Immediately reconfigure Nuremberg as a replica of Helsinki:

# On Nuremberg:
systemctl stop postgresql
pg_basebackup \
  -h db-01.hel1.golemtrust.am \
  -U replicator \
  -D /var/lib/postgresql/16/main \
  -Fp -Xs -P -R
chown -R postgres:postgres /var/lib/postgresql/16/main
systemctl start postgresql

Verify Nuremberg is replicating from Helsinki:

psql -U postgres -h db-01.hel1.golemtrust.am \
  -c "SELECT client_addr, state FROM pg_stat_replication;"

Step 4: update DNS to return traffic to Helsinki¶

Update the Cloudflare load balancer to route traffic back to Helsinki:

curl -s -X PATCH \
  "https://api.cloudflare.com/client/v4/zones/${CF_ZONE_ID}/load_balancers/${LB_ID}" \
  -H "Authorization: Bearer ${CF_API_TOKEN}" \
  -H "Content-Type: application/json" \
  --data '{"default_pools": ["hel1-primary-pool-id", "nbg1-fallback-pool-id"]}'

The pool order puts Helsinki first again as the active pool.

Confirm DNS is resolving to Helsinki from external resolvers:

for resolver in 1.1.1.1 8.8.8.8 9.9.9.9; do
  echo -n "$resolver: "
  dig +short api.golemtrust.am @$resolver
done

Wait for resolution to consistently return the Helsinki IP before proceeding.

Step 5: scale down Nuremberg workloads¶

Once traffic is confirmed back on Helsinki, scale Nuremberg Kubernetes workloads back to zero:

kubectl --context nbg1 scale deployment --all --replicas=0 -n production

Leave the deployments present at zero replicas. They are ready to scale up again if another failover is needed.
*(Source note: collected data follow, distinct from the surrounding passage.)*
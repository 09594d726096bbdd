//! Builds the application from configuration with the production adapters

use crate::config::NanoConfig;
use anyhow::{Context, Result};
use nano_coordination::notify::{
    FileTemplates, MemoryTemplates, SecretResolver, TemplateRenderer, WebexClient,
};
use nano_coordination::plan::BuiltinTemplates;
use nano_coordination::verifier::{ProcessChannel, ShowVersionParser};
use nano_coordination::{AppDeps, Application, ConfigStore, MemoryStore, Principal};
use std::sync::Arc;

pub fn build(config: &NanoConfig) -> Result<Application> {
    let mut store = MemoryStore::open(&config.store.path).with_context(|| {
        format!("Failed to open store at {}", config.store.path.display())
    })?;
    if config.store.strict {
        store = store.strict();
    }
    let store: Arc<dyn ConfigStore> = Arc::new(store);

    let renderer: Arc<dyn TemplateRenderer> = match &config.templates.dir {
        Some(dir) => Arc::new(FileTemplates::new(dir)),
        None => Arc::new(MemoryTemplates::builtin()),
    };
    let backend = WebexClient::new(&config.webex.api_base, config.webex_timeout())
        .context("Failed to build Webex client")?;
    let channel = ProcessChannel::new(&config.verifier.command)
        .context("Invalid verifier command template")?;

    tracing::debug!(
        store = %config.store.path.display(),
        templates = ?config.templates.dir,
        api_base = %config.webex.api_base,
        "Runtime adapters ready"
    );

    Ok(Application::setup(AppDeps {
        store,
        principal: Principal::new(config.principal.clone()),
        config_templates: Arc::new(BuiltinTemplates),
        renderer,
        backend: Arc::new(backend),
        secrets: SecretResolver::from_env(),
        channel: Arc::new(channel),
        parser: Arc::new(ShowVersionParser),
        verify_timeout: config.verify_timeout(),
    }))
}
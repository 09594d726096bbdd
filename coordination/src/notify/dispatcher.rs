//! Notification Dispatcher: params, render, resolve, deliver
//!
//! ```text
//! invocation ─► build_params ─► normalize ─► render .md + -ac.json ─► resolve %ENV ─► send
//!               (read txn)                                            (fails before any network call)
//! ```
//!
//! The dispatcher keeps no state between calls and never retries.

use super::params::{build_params, card_template, markdown_template, normalize};
use super::render::{TemplateError, TemplateRenderer};
use super::secrets::{redact, SecretResolver};
use super::webex::{DeliveryReceipt, MessagingBackend, OutboundMessage};
use crate::actions::ActionInvocation;
use crate::error::NanoResult;
use crate::store::{with_read, ConfigStore, TransactionExt};
use std::sync::Arc;

pub struct Dispatcher {
    store: Arc<dyn ConfigStore>,
    renderer: Arc<dyn TemplateRenderer>,
    backend: Arc<dyn MessagingBackend>,
    secrets: SecretResolver,
}

impl Dispatcher {
    pub fn new(
        store: Arc<dyn ConfigStore>,
        renderer: Arc<dyn TemplateRenderer>,
        backend: Arc<dyn MessagingBackend>,
        secrets: SecretResolver,
    ) -> Self {
        Self {
            store,
            renderer,
            backend,
            secrets,
        }
    }

    /// Render and deliver the message for one invocation
    pub async fn dispatch(&self, invocation: &ActionInvocation) -> NanoResult<DeliveryReceipt> {
        let event = invocation.name.as_str();
        let (params, settings) = with_read(self.store.as_ref(), &invocation.user, |txn| {
            let params = build_params(txn, event, &invocation.path, &invocation.input)?;
            Ok((params, txn.webex()?))
        })?;
        let params = normalize(&params);
        tracing::info!(event, params = ?params, "Notification parameters");

        let markdown = self.renderer.render(&markdown_template(event), &params)?;
        let card_name = card_template(event);
        let card = self.renderer.render(&card_name, &params)?;
        tracing::debug!(event, markdown = %markdown, card = %card, "Rendered message");

        let attachments = parse_attachments(&card_name, &card)?;

        let credentials = self.secrets.resolve_webex(&settings)?;
        tracing::debug!(
            bot_token = %redact(&credentials.bot_token),
            room_id = %redact(&credentials.room_id),
            "Resolved bot credentials"
        );

        let message = OutboundMessage {
            room_id: credentials.room_id.clone(),
            markdown,
            attachments,
        };
        match self.backend.send(&message, &credentials.bot_token).await {
            Ok(receipt) => {
                tracing::info!(event, message_id = %receipt.message_id, "Notification delivered");
                Ok(receipt)
            }
            Err(e) => {
                tracing::warn!(event, error = %e, "Notification delivery failed");
                Err(e.into())
            }
        }
    }
}

fn parse_attachments(name: &str, card: &str) -> Result<Vec<serde_json::Value>, TemplateError> {
    let invalid = |reason: String| TemplateError::InvalidCard {
        template: name.to_string(),
        reason,
    };
    let mut value: serde_json::Value =
        serde_json::from_str(card).map_err(|e| invalid(e.to_string()))?;
    match value.get_mut("attachments").map(serde_json::Value::take) {
        Some(serde_json::Value::Array(items)) => Ok(items),
        Some(_) => Err(invalid("'attachments' is not an array".to_string())),
        None => Err(invalid("missing 'attachments'".to_string())),
    }
}
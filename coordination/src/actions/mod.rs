//! Action surface: named entry points invoked by the runtime
//!
//! Actions are registered under an *actionpoint* (`send-msg-action`,
//! `pre-test-action`, ...) and bound to one or more action *names*
//! (`approval-requested`, `timeout-breach`, ...). The registry is the only
//! place errors become outputs: whatever an action returns, the caller gets
//! `{result, msg}` back.
//!
//! ```text
//! invocation(name) ──► bindings[name] ──► actionpoint ──► Action::invoke
//!                                                              │
//!                     ActionOutput { result, msg } ◄───────────┘
//! ```

pub mod handlers;

pub use handlers::{GateAction, GateStage, InitSlaAction, SendMsgAction};

use crate::error::{NanoError, NanoResult};
use crate::notify::params::{ParamMap, ParamValue};
use crate::store::{NodePath, Principal};
use async_trait::async_trait;
use serde::{Deserialize, Serialize};
use std::collections::BTreeMap;
use std::sync::Arc;

/// Actionpoint names
pub mod points {
    pub const SEND_MSG: &str = "send-msg-action";
    pub const PRE_TEST: &str = "pre-test-action";
    pub const POST_TEST: &str = "post-test-action";
    pub const INIT_SPM: &str = "init-spm-action";
}

/// Action names
pub mod names {
    pub const APPROVAL_REQUESTED: &str = "approval-requested";
    pub const TIMEOUT_BREACH: &str = "timeout-breach";
    pub const PRE_TEST: &str = "pre-test";
    pub const POST_TEST: &str = "post-test";
    pub const INIT_SLA_POLICY: &str = "init-sla-policy";
}

/// (user, name, path, input) as delivered by the runtime
#[derive(Debug, Clone, PartialEq)]
pub struct ActionInvocation {
    pub user: Principal,
    pub name: String,
    /// Keypath of the invoked action
    pub path: NodePath,
    pub input: ParamMap,
}

impl ActionInvocation {
    pub fn new(user: Principal, name: impl Into<String>, path: NodePath) -> Self {
        Self {
            user,
            name: name.into(),
            path,
            input: ParamMap::new(),
        }
    }

    pub fn with_input(mut self, key: impl Into<String>, value: impl Into<ParamValue>) -> Self {
        self.input.insert(key.into(), value.into());
        self
    }
}

#[derive(Debug, Clone, Copy, PartialEq, Eq, Serialize, Deserialize)]
#[serde(rename_all = "lowercase")]
pub enum ActionStatus {
    Ok,
    Err,
}

/// What every action reports back
#[derive(Debug, Clone, PartialEq, Eq, Serialize, Deserialize)]
pub struct ActionOutput {
    pub status: ActionStatus,
    pub result: bool,
    pub msg: String,
}

impl ActionOutput {
    pub fn passed(msg: impl Into<String>) -> Self {
        Self {
            status: ActionStatus::Ok,
            result: true,
            msg: msg.into(),
        }
    }

    pub fn failed(msg: impl Into<String>) -> Self {
        Self {
            status: ActionStatus::Err,
            result: false,
            msg: msg.into(),
        }
    }

    pub fn from_error(err: &NanoError) -> Self {
        Self::failed(err.to_action_message())
    }
}

#[async_trait]
pub trait Action: Send + Sync {
    async fn invoke(&self, invocation: &ActionInvocation) -> NanoResult<ActionOutput>;
}

/// Explicit dispatch table from action names to implementations
#[derive(Default, Clone)]
pub struct ActionRegistry {
    points: BTreeMap<String, Arc<dyn Action>>,
    bindings: BTreeMap<String, String>,
}

impl ActionRegistry {
    pub fn new() -> Self {
        Self::default()
    }

    /// Register an implementation under an actionpoint
    pub fn register(&mut self, actionpoint: impl Into<String>, action: Arc<dyn Action>) {
        let actionpoint = actionpoint.into();
        tracing::debug!(actionpoint = %actionpoint, "Actionpoint registered");
        self.points.insert(actionpoint, action);
    }

    /// Route an action name to a registered actionpoint
    pub fn bind(&mut self, name: impl Into<String>, actionpoint: impl Into<String>) {
        self.bindings.insert(name.into(), actionpoint.into());
    }

    /// Bound action names with their actionpoints
    pub fn bindings(&self) -> impl Iterator<Item = (&str, &str)> {
        self.bindings.iter().map(|(n, p)| (n.as_str(), p.as_str()))
    }

    /// Drop every binding and actionpoint
    pub fn clear(&mut self) {
        self.points.clear();
        self.bindings.clear();
    }

    /// Invoke the action bound to `invocation.name`
    pub async fn call(&self, invocation: &ActionInvocation) -> ActionOutput {
        let action = self
            .bindings
            .get(&invocation.name)
            .and_then(|point| self.points.get(point));
        let Some(action) = action else {
            let err = NanoError::invalid_input(format!(
                "no action bound to '{}'",
                invocation.name
            ));
            tracing::warn!(action = %invocation.name, "Unbound action invoked");
            return ActionOutput::from_error(&err);
        };

        tracing::info!(
            action = %invocation.name,
            path = %invocation.path,
            user = %invocation.user,
            "Actionpoint invoked"
        );
        match action.invoke(invocation).await {
            Ok(output) => {
                tracing::info!(
                    action = %invocation.name,
                    result = output.result,
                    msg = %output.msg,
                    "Action finished"
                );
                output
            }
            Err(e) => {
                tracing::warn!(action = %invocation.name, error = %e, "Action failed");
                ActionOutput::from_error(&e)
            }
        }
    }
}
Step 6: reset the failover monitor¶

Re-enable automated failover by resetting the monitor’s circuit breaker on the Frankfurt instance:

systemctl stop failover-monitor
rm /etc/failover/failover-triggered
systemctl start failover-monitor

Verify the monitor is checking Helsinki health and that health checks are passing:

journalctl -fu failover-monitor | head -20

Step 7: post-recovery review¶

Within 24 hours, complete a post-recovery review:

Total outage duration (T_failover to T_recovery)
Data loss, if any (transactions in Nuremberg that required replay)
Root cause confirmed and remediated
Any steps in the recovery procedure that were unclear or slow
Update this runbook if the procedure required improvisation

Post a summary in #incidents and close the incident. Notify the Royal Bank of Ankh-Morpork liaison of the recovery and provide the outage summary and root cause.